Multi-purpose arena in Myrtle Beach, South Carolina

Myrtle Beach Convention Center is an 8,000-seat multi-purpose arena in Myrtle Beach, South Carolina. It hosts various local concerts, conventions, and sporting events for the Myrtle Beach area.

==History==
The original facility opened in October 1967 and was built at a cost of $1.12 million. Riddle and Wilkes were the architects of record. The facility opened with a 2,500 seat auditorium.

The South Carolina Hall of Fame has been located on the convention center grounds since 1973.

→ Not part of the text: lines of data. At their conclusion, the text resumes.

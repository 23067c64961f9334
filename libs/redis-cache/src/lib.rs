//! Redis-backed cache store and the distributed lock built on top of it.
//!
//! The store exposes exactly the two primitives the messaging core consumes:
//! `SET ... NX` and `DEL`. The per-event distributed lock (used only by the
//! outbox publisher) layers its key convention over the conditional set.
//!
//! An in-memory implementation lives alongside for tests and local runs.

use std::collections::HashMap;
use std::sync::Arc;
use std::time::Duration;

use anyhow::Context;
use async_trait::async_trait;
use redis::aio::ConnectionManager;
use redis::Client;
use tokio::sync::Mutex;
use tracing::debug;

use message_contracts::CacheStore;

mod lock;

pub use lock::DistributedLock;

/// Cache store over a shared Redis connection manager.
///
/// The manager multiplexes one TCP connection and reconnects on failure, so
/// one instance is shared by all publishers and consumers in the process.
#[derive(Clone)]
pub struct RedisCacheStore {
    manager: ConnectionManager,
    /// Expiry applied to conditional sets. Bounds how long a crashed lock
    /// holder can wedge a key.
    ttl: Option<Duration>,
}

impl RedisCacheStore {
    pub async fn connect(redis_url: &str) -> anyhow::Result<Self> {
        let client = Client::open(redis_url).context("failed to construct Redis client")?;
        let manager = ConnectionManager::new(client)
            .await
            .context("failed to initialize Redis connection manager")?;
        Ok(Self { manager, ttl: None })
    }

    pub fn with_ttl(mut self, ttl: Duration) -> Self {
        self.ttl = Some(ttl);
        self
    }
}

#[async_trait]
impl CacheStore for RedisCacheStore {
    async fn set_if_not_exists(&self, key: &str, value: &str) -> anyhow::Result<bool> {
        let mut conn = self.manager.clone();
        let mut cmd = redis::cmd("SET");
        cmd.arg(key).arg(value).arg("NX");
        if let Some(ttl) = self.ttl {
            cmd.arg("EX").arg(ttl.as_secs().max(1));
        }

        let reply: Option<String> = cmd
            .query_async(&mut conn)
            .await
            .with_context(|| format!("SET NX failed for key `{key}`"))?;

        let written = reply.is_some();
        debug!(key = %key, written, "conditional cache set");
        Ok(written)
    }

    async fn delete(&self, key: &str) -> anyhow::Result<()> {
        let mut conn = self.manager.clone();
        redis::cmd("DEL")
            .arg(key)
            .query_async::<_, ()>(&mut conn)
            .await
            .with_context(|| format!("DEL failed for key `{key}`"))?;
        debug!(key = %key, "cache key deleted");
        Ok(())
    }
}

/// In-memory cache store for tests and local development.
#[derive(Default)]
pub struct MemoryCacheStore {
    entries: Mutex<HashMap<String, String>>,
}

impl MemoryCacheStore {
    pub fn new() -> Self {
        Self::default()
    }

    pub fn shared() -> Arc<Self> {
        Arc::new(Self::new())
    }

    pub async fn contains(&self, key: &str) -> bool {
        self.entries.lock().await.contains_key(key)
    }

    pub async fn len(&self) -> usize {
        self.entries.lock().await.len()
    }

    pub async fn is_empty(&self) -> bool {
        self.entries.lock().await.is_empty()
    }
}

#[async_trait]
impl CacheStore for MemoryCacheStore {
    async fn set_if_not_exists(&self, key: &str, value: &str) -> anyhow::Result<bool> {
        let mut entries = self.entries.lock().await;
        if entries.contains_key(key) {
            return Ok(false);
        }
        entries.insert(key.to_string(), value.to_string());
        Ok(true)
    }

    async fn delete(&self, key: &str) -> anyhow::Result<()> {
        self.entries.lock().await.remove(key);
        Ok(())
    }
}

The center was expanded in 1993-94.

The convention center was the site of the January 10, 2008 presidential primary debate. Six Republican presidential hopefuls attended the debate, which was broadcast by Fox News. Four years later, the convention hosted five candidates in a January 16, 2012 Republican presidential primary debate, also broadcast by Fox News.

On March 9, 2021, it was announced that the Myrtle Beach Convention Center would be renamed to the John T. Rhodes Myrtle Beach Sports Center in honor of the visionary of the Beach Ball Classic and former Myrtle Beach Mayor John Rhodes. Rhodes served as mayor of Myrtle Beach from 2005 to 2017 and died January 2021 due to COVID-19. Rhodes away also played a crucial role in the creation of the Beach Ball Classic and was even its executive director. Myrtle Beach officials said that the hope to do a formal reveal of the new name sometime in early April. In early 2021, a new logo was revealed to honor the former mayor.

==Sports==
The convention center was the home arena for the Myrtle Beach Stingrays of the National Indoor Football League in 2003 and one game in 2004. Another indoor football team, the Myrtle Beach Freedom, played at the convention center for one season in 2016.

The convention center has also hosted college basketball tournaments.